Since 2015, Germany has adopted Willkommenskultur — “welcome culture” — into their approach towards refugees. Chancellor Angela Merkel’s decision to accept migrants “seemed to encourage a vision of a new, inclusive Germany and a burgeoning moral superpower,” wrote Thomas Rogers in the New York Review of Books. However, the country risks repeating the mistakes of other countries whose large populations of migrants “lack clear legal status” and “are being segued into second-class nonresidency,” in the words of Victoria Rietig, head of the migration program at the German Council on Foreign Relations. She continues, “This raises some difficult moral questions, because we are saying you are not allowed to be here, but are we really willing to kick people out by force? The issue is especially thorny because of our history of deportations under the Third Reich. The question is difficult for any country, but it’s especially difficult for Germany.”
Germany appears determined not to repeat its own and others’ misguided or inhumane approaches to immigration. The current debate on immigration plays on the backdrop of the post-WWII reconstruction of Germany, especially between 1955-1973, when the country received 14 million guest workers from Southern Europe and Turkey. Yet without the resources to help them fit in, especially the three million workers who remained, they were slow to integrate into German society. Today, concerted efforts to help migrants integrate have seen promising results. Half of those who entered the country during 2015-2016 have jobs, with 50,000 taking part in apprenticeship programs, 10,000 enrolled in universities, and 75% of these migrants live in their own apartments. “The financial cost to the German government of taking in the migrants — including housing, food, and education — is likely to be recovered, in taxes, earlier than many had predicted,” according to Rogers.
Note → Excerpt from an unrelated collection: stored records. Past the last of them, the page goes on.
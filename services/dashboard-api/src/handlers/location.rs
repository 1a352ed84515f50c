//! Per-location classification handler.

use axum::extract::Query;
use axum::response::Response;
use serde::Deserialize;

use heat_core::location_report;

use crate::error::{ApiError, ApiResult};
use crate::handlers::common::json_response;

/// Query parameters for the location-data endpoint. Raw strings so the
/// handler can return JSON 400 bodies for missing or non-numeric values.
#[derive(Debug, Deserialize)]
pub struct LocationParams {
    pub lat: Option<String>,
    pub lng: Option<String>,
    pub year: Option<String>,
}

/// GET /api/location-data - Classified values for a clicked map point.
pub async fn location_data_handler(Query(params): Query<LocationParams>) -> Response {
    let (lat, lng, year) = match parse_params(&params) {
        Ok(parsed) => parsed,
        Err(e) => return e.into_response(),
    };

    let mut rng = rand::thread_rng();
    json_response(&location_report(lat, lng, year, &mut rng))
}

fn parse_params(params: &LocationParams) -> ApiResult<(f64, f64, Option<i32>)> {
    let lat = parse_coord(params.lat.as_deref(), "lat")?;
    let lng = parse_coord(params.lng.as_deref(), "lng")?;

    let year = match params.year.as_deref() {
        Some(raw) => Some(raw.trim().parse::<i32>().map_err(|_| ApiError::InvalidParameter {
            param: "year",
            message: format!("expected a year, got '{}'", raw),
        })?),
        None => None,
    };

    Ok((lat, lng, year))
}

fn parse_coord(raw: Option<&str>, param: &'static str) -> ApiResult<f64> {
    let raw = match raw {
        Some(r) if !r.trim().is_empty() => r,
        _ => return Err(ApiError::MissingParameter(param)),
    };

    raw.trim().parse::<f64>().map_err(|_| ApiError::InvalidParameter {
        param,
        message: format!("expected a number, got '{}'", raw),
    })
}
//! Layer previews as base64 data URIs.

use crate::error::{RenderError, RenderResult};
use crate::gradient::{render_grid, resample_grid};
use crate::ramp::ColorRamp;

/// Default preview width in pixels.
pub const PREVIEW_WIDTH: usize = 800;
/// Default preview height in pixels.
pub const PREVIEW_HEIGHT: usize = 600;

/// Render a grid to a `data:image/png;base64,...` URI at the given output
/// size: bilinear resample, ramp colorization, PNG encode, base64.
pub fn render_data_uri(
    data: &[f32],
    src_width: usize,
    src_height: usize,
    dst_width: usize,
    dst_height: usize,
    ramp: &ColorRamp,
) -> RenderResult<String> {
    if data.len() != src_width * src_height {
        return Err(RenderError::ShapeMismatch {
            len: data.len(),
            width: src_width,
            height: src_height,
        });
    }

    let resampled = resample_grid(data, src_width, src_height, dst_width, dst_height);
    let pixels = render_grid(&resampled, dst_width, dst_height, ramp)?;
    let png = crate::png::create_png(&pixels, dst_width, dst_height)?;

    let encoded = base64::Engine::encode(&base64::engine::general_purpose::STANDARD, &png);
    Ok(format!("data:image/png;base64,{encoded}"))
}
//! Common response helpers shared across handlers.

use axum::http::{header, StatusCode};
use axum::response::Response;
use serde::Serialize;

use crate::error::ApiError;

/// Serialize a payload as a 200 JSON response.
pub fn json_response<T: Serialize>(payload: &T) -> Response {
    match serde_json::to_string(payload) {
        Ok(json) => Response::builder()
            .status(StatusCode::OK)
            .header(header::CONTENT_TYPE, "application/json")
            .body(json.into())
            .unwrap(),
        Err(e) => {
            tracing::error!("Failed to serialize response: {}", e);
            ApiError::Internal("Failed to serialize response".to_string()).into_response()
        }
    }
}
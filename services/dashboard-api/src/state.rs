//! Application state for the dashboard API.

use anyhow::Result;

use crate::static_data::StaticData;
use crate::status_store::StatusStore;

/// Shared application state.
pub struct AppState {
    /// Region name stamped into metrics payloads.
    pub region: String,

    /// Pre-exported datasets served verbatim when present.
    pub static_data: StaticData,

    /// Optional status-check store; absent when DATABASE_URL is unset.
    pub status_store: Option<StatusStore>,
}

impl AppState {
    /// Create a new AppState from environment configuration.
    pub async fn new() -> Result<Self> {
        let region = std::env::var("REGION_NAME").unwrap_or_else(|_| "Peel".to_string());

        let static_data = match std::env::var("STATIC_DATA_DIR") {
            Ok(dir) => StaticData::load_from_dir(&dir)?,
            Err(_) => StaticData::default(),
        };

        let status_store = match std::env::var("DATABASE_URL") {
            Ok(url) => {
                let store = StatusStore::connect(&url).await?;
                store.migrate().await?;
                tracing::info!("Status store connected");
                Some(store)
            }
            Err(_) => {
                tracing::info!("DATABASE_URL not set, status routes disabled");
                None
            }
        };

        Ok(Self { region, static_data, status_store })
    }
}
//! Eight-year trend series for the dashboard charts.

use rand::Rng;
use serde::{Deserialize, Serialize};

/// First year covered by the series.
pub const START_YEAR: i32 = 2018;
/// Last year covered by the series, inclusive.
pub const END_YEAR: i32 = 2025;

/// Column-oriented series payload, one entry per year.
#[derive(Debug, Clone, PartialEq, Serialize, Deserialize)]
pub struct TimeseriesData {
    pub years: Vec<i32>,
    pub lst: Vec<f64>,
    pub ndvi: Vec<f64>,
    pub duhi: Vec<f64>,
}

/// Generate the 2018-2025 series: a linear trend per variable plus bounded
/// uniform noise, regenerated fresh on every call.
pub fn generate_timeseries<R: Rng + ?Sized>(rng: &mut R) -> TimeseriesData {
    let years: Vec<i32> = (START_YEAR..=END_YEAR).collect();

    let mut lst = Vec::with_capacity(years.len());
    let mut ndvi = Vec::with_capacity(years.len());
    let mut duhi = Vec::with_capacity(years.len());
    for i in 0..years.len() {
        let step = i as f64;
        lst.push(28.0 + step * 0.8 + rng.gen_range(-0.5..0.5));
        ndvi.push(0.30 + step * 0.01 + rng.gen_range(-0.02..0.02));
        duhi.push(3.0 + step * 0.3 + rng.gen_range(-0.2..0.2));
    }

    TimeseriesData { years, lst, ndvi, duhi }
}
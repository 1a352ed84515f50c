//! Synthetic raster layers.
//!
//! These stand in for the LST/NDVI/DUHI rasters a real pipeline would
//! ingest: each layer kind has a fixed sampling distribution, and the RNG is
//! injected so exports and tests can pin a seed while the HTTP layer draws
//! fresh randomness per request.

use rand::Rng;
use rand_distr::{Distribution, Exp, Normal};
use serde::{Deserialize, Serialize};

use crate::error::{CoreError, CoreResult};

/// Default synthetic raster width, cells.
pub const GRID_WIDTH: usize = 1000;
/// Default synthetic raster height, cells.
pub const GRID_HEIGHT: usize = 1000;

/// The three raster layers the dashboard serves.
#[derive(Debug, Clone, Copy, PartialEq, Eq, Hash, Serialize, Deserialize)]
#[serde(rename_all = "lowercase")]
pub enum LayerKind {
    /// Land surface temperature, degrees C.
    Lst,
    /// Normalized difference vegetation index.
    Ndvi,
    /// Urban heat island delta, degrees C.
    Duhi,
}

impl LayerKind {
    /// Wire name used in URLs and payloads.
    pub fn as_str(&self) -> &'static str {
        match self {
            LayerKind::Lst => "lst",
            LayerKind::Ndvi => "ndvi",
            LayerKind::Duhi => "duhi",
        }
    }

    /// Parse a wire name. Returns `None` for anything unrecognized.
    pub fn from_name(name: &str) -> Option<Self> {
        match name {
            "lst" => Some(LayerKind::Lst),
            "ndvi" => Some(LayerKind::Ndvi),
            "duhi" => Some(LayerKind::Duhi),
            _ => None,
        }
    }
}

/// A dense row-major grid of cells.
#[derive(Debug, Clone)]
pub struct SyntheticGrid {
    pub data: Vec<f32>,
    pub width: usize,
    pub height: usize,
}

/// Generate one synthetic layer at the given shape.
pub fn generate_grid<R: Rng + ?Sized>(
    kind: LayerKind,
    width: usize,
    height: usize,
    rng: &mut R,
) -> CoreResult<SyntheticGrid> {
    let len = width
        .checked_mul(height)
        .filter(|&n| n > 0)
        .ok_or(CoreError::InvalidGridShape { width, height })?;

    let data: Vec<f32> = match kind {
        LayerKind::Lst => {
            // Warm-season surface temperatures: mean 32 C, sigma 3.
            let normal = Normal::new(32.0f32, 3.0)
                .map_err(|e| CoreError::InvalidDistribution(e.to_string()))?;
            normal.sample_iter(&mut *rng).take(len).collect()
        }
        LayerKind::Ndvi => {
            // Moderately vegetated suburb: mean 0.35, sigma 0.1, with the
            // index clamped to its physical range.
            let normal = Normal::new(0.35f32, 0.1)
                .map_err(|e| CoreError::InvalidDistribution(e.to_string()))?;
            normal
                .sample_iter(&mut *rng)
                .take(len)
                .map(|v| v.clamp(-1.0, 1.0))
                .collect()
        }
        LayerKind::Duhi => {
            // Exponential body (mean 2.5 C) plus gaussian roughness, clamped
            // to the plausible delta range.
            let exp = Exp::new(1.0 / 2.5f32)
                .map_err(|e| CoreError::InvalidDistribution(e.to_string()))?;
            let noise = Normal::new(0.0f32, 0.5)
                .map_err(|e| CoreError::InvalidDistribution(e.to_string()))?;
            (0..len)
                .map(|_| (exp.sample(rng) + noise.sample(rng)).clamp(-2.0, 10.0))
                .collect()
        }
    };

    Ok(SyntheticGrid { data, width, height })
}

#[cfg(test)]
mod tests {
    use super::*;
    use rand::rngs::StdRng;
    use rand::SeedableRng;

    #[test]
    fn grid_has_requested_shape() {
        let mut rng = StdRng::seed_from_u64(1);
        let g = generate_grid(LayerKind::Lst, 40, 25, &mut rng).unwrap();
        assert_eq!(g.width, 40);
        assert_eq!(g.height, 25);
        assert_eq!(g.data.len(), 1000);
    }

    #[test]
    fn zero_shape_is_rejected() {
        let mut rng = StdRng::seed_from_u64(1);
        assert!(generate_grid(LayerKind::Ndvi, 0, 100, &mut rng).is_err());
        assert!(generate_grid(LayerKind::Ndvi, 100, 0, &mut rng).is_err());
    }

    #[test]
    fn ndvi_cells_respect_physical_range() {
        let mut rng = StdRng::seed_from_u64(2);
        let g = generate_grid(LayerKind::Ndvi, 200, 200, &mut rng).unwrap();
        assert!(g.data.iter().all(|v| (-1.0..=1.0).contains(v)));
    }

    #[test]
    fn duhi_cells_respect_delta_range() {
        let mut rng = StdRng::seed_from_u64(3);
        let g = generate_grid(LayerKind::Duhi, 200, 200, &mut rng).unwrap();
        assert!(g.data.iter().all(|v| (-2.0..=10.0).contains(v)));
    }

    #[test]
    fn lst_sample_mean_near_distribution_mean() {
        let mut rng = StdRng::seed_from_u64(4);
        let g = generate_grid(LayerKind::Lst, 100, 100, &mut rng).unwrap();
        let mean = g.data.iter().map(|&v| v as f64).sum::<f64>() / g.data.len() as f64;
        assert!((mean - 32.0).abs() < 0.3, "sample mean {mean}");
    }

    #[test]
    fn duhi_sample_mean_near_exponential_mean() {
        // The [-2, 10] clamp trims the exponential's upper tail a little,
        // so check a band around 2.5 rather than the exact value.
        let mut rng = StdRng::seed_from_u64(5);
        let g = generate_grid(LayerKind::Duhi, 100, 100, &mut rng).unwrap();
        let mean = g.data.iter().map(|&v| v as f64).sum::<f64>() / g.data.len() as f64;
        assert!((2.0..3.0).contains(&mean), "sample mean {mean}");
    }

    #[test]
    fn same_seed_same_grid() {
        let mut a = StdRng::seed_from_u64(77);
        let mut b = StdRng::seed_from_u64(77);
        let g1 = generate_grid(LayerKind::Duhi, 50, 50, &mut a).unwrap();
        let g2 = generate_grid(LayerKind::Duhi, 50, 50, &mut b).unwrap();
        assert_eq!(g1.data, g2.data);
    }

    #[test]
    fn layer_names_round_trip() {
        for kind in [LayerKind::Lst, LayerKind::Ndvi, LayerKind::Duhi] {
            assert_eq!(LayerKind::from_name(kind.as_str()), Some(kind));
        }
        assert_eq!(LayerKind::from_name("albedo"), None);
        assert_eq!(LayerKind::from_name(""), None);
    }

    #[test]
    fn layer_kind_serializes_lowercase() {
        assert_eq!(serde_json::to_string(&LayerKind::Duhi).unwrap(), "\"duhi\"");
    }
}
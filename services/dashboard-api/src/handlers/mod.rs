//! HTTP request handlers for the dashboard API.

pub mod landing;
pub mod metrics;
pub mod timeseries;
pub mod location;
pub mod layers;
pub mod hotspots;
pub mod tables;
pub mod insights;
pub mod status;
pub mod health;
pub mod common;
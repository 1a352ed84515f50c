//! Health and readiness handlers.

use std::sync::Arc;
use axum::{
    extract::Extension,
    http::{header, StatusCode},
    response::Response,
    Json,
};
use serde::Serialize;

use crate::state::AppState;

#[derive(Serialize)]
pub struct HealthResponse {
    pub status: String,
}

#[derive(Serialize)]
pub struct ReadyResponse {
    pub ready: bool,
    #[serde(skip_serializing_if = "Option::is_none")]
    pub database: Option<String>,
}

/// GET /health - Basic health check
pub async fn health_handler() -> Json<HealthResponse> {
    Json(HealthResponse {
        status: "ok".to_string(),
    })
}

/// GET /ready - Readiness check (verifies database connectivity when a
/// status store is configured; without one the service is always ready)
pub async fn ready_handler(
    Extension(state): Extension<Arc<AppState>>,
) -> Response {
    let db_status = match &state.status_store {
        Some(store) => Some(match store.ping().await {
            Ok(()) => "ok".to_string(),
            Err(e) => format!("error: {}", e),
        }),
        None => None,
    };

    let is_ready = db_status.as_deref().map(|s| s == "ok").unwrap_or(true);

    let response = ReadyResponse {
        ready: is_ready,
        database: db_status,
    };

    let status = if is_ready {
        StatusCode::OK
    } else {
        StatusCode::SERVICE_UNAVAILABLE
    };

    let json = serde_json::to_string(&response).unwrap_or_default();

    Response::builder()
        .status(status)
        .header(header::CONTENT_TYPE, "application/json")
        .body(json.into())
        .unwrap()
}

#[cfg(test)]
mod tests {
    use super::*;
    use crate::static_data::StaticData;

    #[tokio::test]
    async fn test_health_handler() {
        let response = health_handler().await;
        assert_eq!(response.status, "ok");
    }

    #[tokio::test]
    async fn test_ready_without_store() {
        let state = Arc::new(AppState {
            region: "Peel".to_string(),
            static_data: StaticData::default(),
            status_store: None,
        });
        let response = ready_handler(Extension(state)).await;
        assert_eq!(response.status(), StatusCode::OK);
    }
}
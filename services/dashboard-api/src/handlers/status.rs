//! Status-check handlers.
//!
//! Both routes require the optional PostgreSQL store and answer 503 when the
//! service runs without one.

use axum::extract::Extension;
use axum::response::Response;
use axum::Json;
use serde::Deserialize;
use std::sync::Arc;

use crate::error::ApiError;
use crate::handlers::common::json_response;
use crate::state::AppState;
use crate::status_store::{StatusCheck, LIST_LIMIT};

/// Request body for creating a status check.
#[derive(Debug, Deserialize)]
pub struct StatusCheckCreate {
    pub client_name: String,
}

/// POST /api/status - Record a status check, echoing the stored row.
pub async fn create_status_handler(
    Extension(state): Extension<Arc<AppState>>,
    Json(payload): Json<StatusCheckCreate>,
) -> Response {
    let Some(store) = &state.status_store else {
        return ApiError::StoreUnavailable.into_response();
    };

    let check = StatusCheck::new(&payload.client_name);
    match store.insert(&check).await {
        Ok(()) => json_response(&check),
        Err(e) => {
            tracing::error!("Failed to record status check: {}", e);
            e.into_response()
        }
    }
}

/// GET /api/status - List recent status checks, newest first.
pub async fn list_status_handler(Extension(state): Extension<Arc<AppState>>) -> Response {
    let Some(store) = &state.status_store else {
        return ApiError::StoreUnavailable.into_response();
    };

    match store.list(LIST_LIMIT).await {
        Ok(checks) => json_response(&checks),
        Err(e) => {
            tracing::error!("Failed to list status checks: {}", e);
            e.into_response()
        }
    }
}
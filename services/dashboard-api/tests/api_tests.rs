//! Tests for the dashboard API HTTP surface.
//!
//! These exercise the handlers and their wire formats directly, without a
//! network listener or a database connection: each handler is invoked with
//! hand-built state and its JSON body decoded back.

use std::sync::Arc;

use axum::extract::{Extension, Path, Query};
use axum::http::StatusCode;
use axum::response::Response;
use axum::Json;

use dashboard_api::handlers;
use dashboard_api::handlers::location::LocationParams;
use dashboard_api::handlers::metrics::MetricsParams;
use dashboard_api::handlers::status::StatusCheckCreate;
use dashboard_api::state::AppState;
use dashboard_api::static_data::StaticData;

/// State with no static exports and no status store: everything live.
fn live_state() -> Arc<AppState> {
    Arc::new(AppState {
        region: "Peel".to_string(),
        static_data: StaticData::default(),
        status_store: None,
    })
}

fn location_params(lat: Option<&str>, lng: Option<&str>, year: Option<&str>) -> LocationParams {
    LocationParams {
        lat: lat.map(String::from),
        lng: lng.map(String::from),
        year: year.map(String::from),
    }
}

async fn body_json(response: Response) -> serde_json::Value {
    let bytes = axum::body::to_bytes(response.into_body(), usize::MAX)
        .await
        .unwrap();
    serde_json::from_slice(&bytes).unwrap()
}

// ============================================================================
// Landing and health
// ============================================================================

#[tokio::test]
async fn test_landing_banner_fields() {
    let response = handlers::landing::landing_handler().await;
    assert_eq!(response.status(), StatusCode::OK);

    let json = body_json(response).await;
    assert_eq!(json["message"], "Urban Heat & Greenness Dashboard API");
    assert!(!json["version"].as_str().unwrap().is_empty());
}

#[tokio::test]
async fn test_ready_without_database_reports_ready() {
    let response = handlers::health::ready_handler(Extension(live_state())).await;
    assert_eq!(response.status(), StatusCode::OK);

    let json = body_json(response).await;
    assert_eq!(json["ready"], true);
    // No store configured, so no database field is reported.
    assert!(json.get("database").is_none());
}

// ============================================================================
// Metrics
// ============================================================================

#[tokio::test]
async fn test_metrics_payload_has_all_kpi_fields() {
    let response = handlers::metrics::metrics_handler(
        Extension(live_state()),
        Query(MetricsParams { region: None }),
    )
    .await;
    assert_eq!(response.status(), StatusCode::OK);

    let json = body_json(response).await;
    for key in [
        "mean_duhi",
        "area_exceeding_4c",
        "mean_ndvi",
        "correlation_ndvi_lst",
        "mean_lst",
        "duhi_trend",
        "region",
    ] {
        assert!(json.get(key).is_some(), "missing field {key}");
    }
    assert_eq!(json["region"], "Peel");
    assert_eq!(json["duhi_trend"], 3.846);
}

#[tokio::test]
async fn test_metrics_region_param_overrides_configured_region() {
    let response = handlers::metrics::metrics_handler(
        Extension(live_state()),
        Query(MetricsParams { region: Some("Halton".to_string()) }),
    )
    .await;

    let json = body_json(response).await;
    assert_eq!(json["region"], "Halton");
}

#[tokio::test]
async fn test_metrics_static_export_served_verbatim() {
    let static_data = StaticData {
        metrics: Some(serde_json::json!({"mean_duhi": 9.9, "region": "Frozen"})),
        ..StaticData::default()
    };
    let state = Arc::new(AppState {
        region: "Peel".to_string(),
        static_data,
        status_store: None,
    });

    let response = handlers::metrics::metrics_handler(
        Extension(state),
        Query(MetricsParams { region: Some("Ignored".to_string()) }),
    )
    .await;

    let json = body_json(response).await;
    assert_eq!(json["mean_duhi"], 9.9);
    assert_eq!(json["region"], "Frozen");
}

// ============================================================================
// Timeseries
// ============================================================================

#[tokio::test]
async fn test_timeseries_covers_2018_through_2025() {
    let response = handlers::timeseries::timeseries_handler(Extension(live_state())).await;
    assert_eq!(response.status(), StatusCode::OK);

    let json = body_json(response).await;
    let years: Vec<i64> = json["years"]
        .as_array()
        .unwrap()
        .iter()
        .map(|v| v.as_i64().unwrap())
        .collect();
    assert_eq!(years, (2018..=2025).collect::<Vec<_>>());

    for column in ["lst", "ndvi", "duhi"] {
        assert_eq!(
            json[column].as_array().unwrap().len(),
            years.len(),
            "column {column} length"
        );
    }
}

// ============================================================================
// Location data
// ============================================================================

#[tokio::test]
async fn test_location_report_shape_at_downtown() {
    let response = handlers::location::location_data_handler(Query(location_params(
        Some("43.7315"),
        Some("-79.7624"),
        None,
    )))
    .await;
    assert_eq!(response.status(), StatusCode::OK);

    let json = body_json(response).await;
    assert_eq!(json["location_type"], "downtown");
    assert!(json["duhi"].is_number());
    assert!(json["ndvi"].is_number());
    assert!(json["lst"].is_number());
    assert!(json["description"]
        .as_str()
        .unwrap()
        .contains("urban core"));
}

#[tokio::test]
async fn test_location_south_of_region_is_water() {
    // Below the 43.55 N cutoff everything reads as lake.
    let response = handlers::location::location_data_handler(Query(location_params(
        Some("43.40"),
        Some("-79.70"),
        None,
    )))
    .await;

    let json = body_json(response).await;
    assert_eq!(json["location_type"], "water");
    // Water values jitter around the fixed baseline.
    let lst = json["lst"].as_f64().unwrap();
    assert!((21.0..=23.0).contains(&lst), "water lst {lst}");
    let duhi = json["duhi"].as_f64().unwrap();
    assert!((0.2..=0.8).contains(&duhi), "water duhi {duhi}");
}

#[tokio::test]
async fn test_location_missing_lat_is_json_400() {
    let response = handlers::location::location_data_handler(Query(location_params(
        None,
        Some("-79.70"),
        None,
    )))
    .await;
    assert_eq!(response.status(), StatusCode::BAD_REQUEST);

    let json = body_json(response).await;
    assert!(json["detail"].as_str().unwrap().contains("lat"));
}

#[tokio::test]
async fn test_location_year_shifts_heat_upward() {
    // 2025 sits seven trend-years above the 2018 baseline; with +-0.3
    // jitter the 2025 reading always exceeds the 2018 one at the same
    // non-water point (trend contributes +2.8 C).
    let early = handlers::location::location_data_handler(Query(location_params(
        Some("43.6847"),
        Some("-79.6951"),
        Some("2018"),
    )))
    .await;
    let late = handlers::location::location_data_handler(Query(location_params(
        Some("43.6847"),
        Some("-79.6951"),
        Some("2025"),
    )))
    .await;

    let early_duhi = body_json(early).await["duhi"].as_f64().unwrap();
    let late_duhi = body_json(late).await["duhi"].as_f64().unwrap();
    assert!(late_duhi > early_duhi, "2025 {late_duhi} vs 2018 {early_duhi}");
}

// ============================================================================
// Layer previews
// ============================================================================

#[tokio::test]
async fn test_layer_preview_returns_data_uri() {
    let response = handlers::layers::layer_preview_handler(Path("duhi".to_string())).await;
    assert_eq!(response.status(), StatusCode::OK);

    let json = body_json(response).await;
    assert_eq!(json["layer"], "duhi");
    assert!(json["image"]
        .as_str()
        .unwrap()
        .starts_with("data:image/png;base64,"));
}

#[tokio::test]
async fn test_layer_preview_unknown_layer_is_json_400() {
    let response = handlers::layers::layer_preview_handler(Path("albedo".to_string())).await;
    assert_eq!(response.status(), StatusCode::BAD_REQUEST);

    let json = body_json(response).await;
    assert_eq!(json["detail"], "Invalid layer type: albedo");
}

// ============================================================================
// Hotspots and tables
// ============================================================================

#[tokio::test]
async fn test_hotspots_is_point_feature_collection() {
    let response = handlers::hotspots::hotspots_handler(Extension(live_state())).await;
    assert_eq!(response.status(), StatusCode::OK);

    let json = body_json(response).await;
    assert_eq!(json["type"], "FeatureCollection");

    let features = json["features"].as_array().unwrap();
    assert!(!features.is_empty());
    for feature in features {
        assert_eq!(feature["type"], "Feature");
        assert_eq!(feature["geometry"]["type"], "Point");
        assert_eq!(feature["geometry"]["coordinates"].as_array().unwrap().len(), 2);
        assert!(feature["properties"]["name"].is_string());
    }
}

#[tokio::test]
async fn test_regional_breakdown_rows() {
    let response = handlers::tables::regional_breakdown_handler(Extension(live_state())).await;
    let json = body_json(response).await;

    let rows = json.as_array().unwrap();
    assert!(!rows.is_empty());
    for row in rows {
        assert!(row["name"].is_string());
        assert!(row["mean_ndvi"].is_number());
        assert!(row["mean_lst"].is_number());
        assert!(row["duhi_trend"].is_number());
        assert!(row["correlation"].is_number());
    }
}

#[tokio::test]
async fn test_land_use_shares_sum_to_100() {
    let response = handlers::tables::land_use_handler(Extension(live_state())).await;
    let json = body_json(response).await;

    let total: u64 = json
        .as_array()
        .unwrap()
        .iter()
        .map(|share| share["percent"].as_u64().unwrap())
        .sum();
    assert_eq!(total, 100);
}

#[tokio::test]
async fn test_heat_distribution_buckets() {
    let response = handlers::tables::heat_distribution_handler(Extension(live_state())).await;
    let json = body_json(response).await;

    let buckets = json.as_array().unwrap();
    assert!(!buckets.is_empty());
    for bucket in buckets {
        assert!(bucket["range"].is_string());
        assert!(bucket["percentage"].is_number());
        assert!(bucket["color"].as_str().unwrap().starts_with('#'));
    }
}

#[tokio::test]
async fn test_insights_cards() {
    let response = handlers::insights::insights_handler().await;
    let json = body_json(response).await;

    let cards = json.as_array().unwrap();
    assert!(!cards.is_empty());
    for card in cards {
        assert!(card["category"].is_string());
        assert!(card["title"].is_string());
        assert!(card["text"].is_string());
        assert!(card["icon"].is_string());
    }
}

// ============================================================================
// Status routes without a store
// ============================================================================

#[tokio::test]
async fn test_status_create_without_store_is_503() {
    let response = handlers::status::create_status_handler(
        Extension(live_state()),
        Json(StatusCheckCreate { client_name: "dashboard".to_string() }),
    )
    .await;
    assert_eq!(response.status(), StatusCode::SERVICE_UNAVAILABLE);

    let json = body_json(response).await;
    assert_eq!(json["detail"], "Status store not configured");
}

#[tokio::test]
async fn test_status_list_without_store_is_503() {
    let response = handlers::status::list_status_handler(Extension(live_state())).await;
    assert_eq!(response.status(), StatusCode::SERVICE_UNAVAILABLE);
}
Indeed, integration appears to be successful with hopeful prospects for the refugees, and even for the German economy which “relies on immigrants to maintain its tax base and social safety net.” By 2015, one in five Germans was an immigrant or had an immigrant parent, and today, this number has risen to one in four. In many German schoolyards, young people speak a blend of German and Turkish or Arabic. Ugur Sahin and Ozlem Tureci, the scientists who led the development of the first vaccine against COVID-19, are both children of Turkish immigrants. The influx of migrants has seen the opening of Berlin’s first Arabic library, Syrian restaurants, bakeries, and grocery stores, among others, with Syrians making up the second largest population in the Muslim community after Turks. “The Syrians’ arrival has thus broken up what one Islamic scholar has described as Germany’s “Islamic monoculture,”’ Rogers writes.
Tareq Alaows, a 31-year-old Syrian lawyer who arrived in 2015 and recently ran for candidacy in the Bundestag as a member of the Green Party (he has since withdrawn), emphasizes, “Germany is an immigration society, a post-migration society, and that also means that we should not be about one-sided integration but about two-sided integration. This requires inclusion and cohabitation and participation. You can’t just copy and paste people into a society.”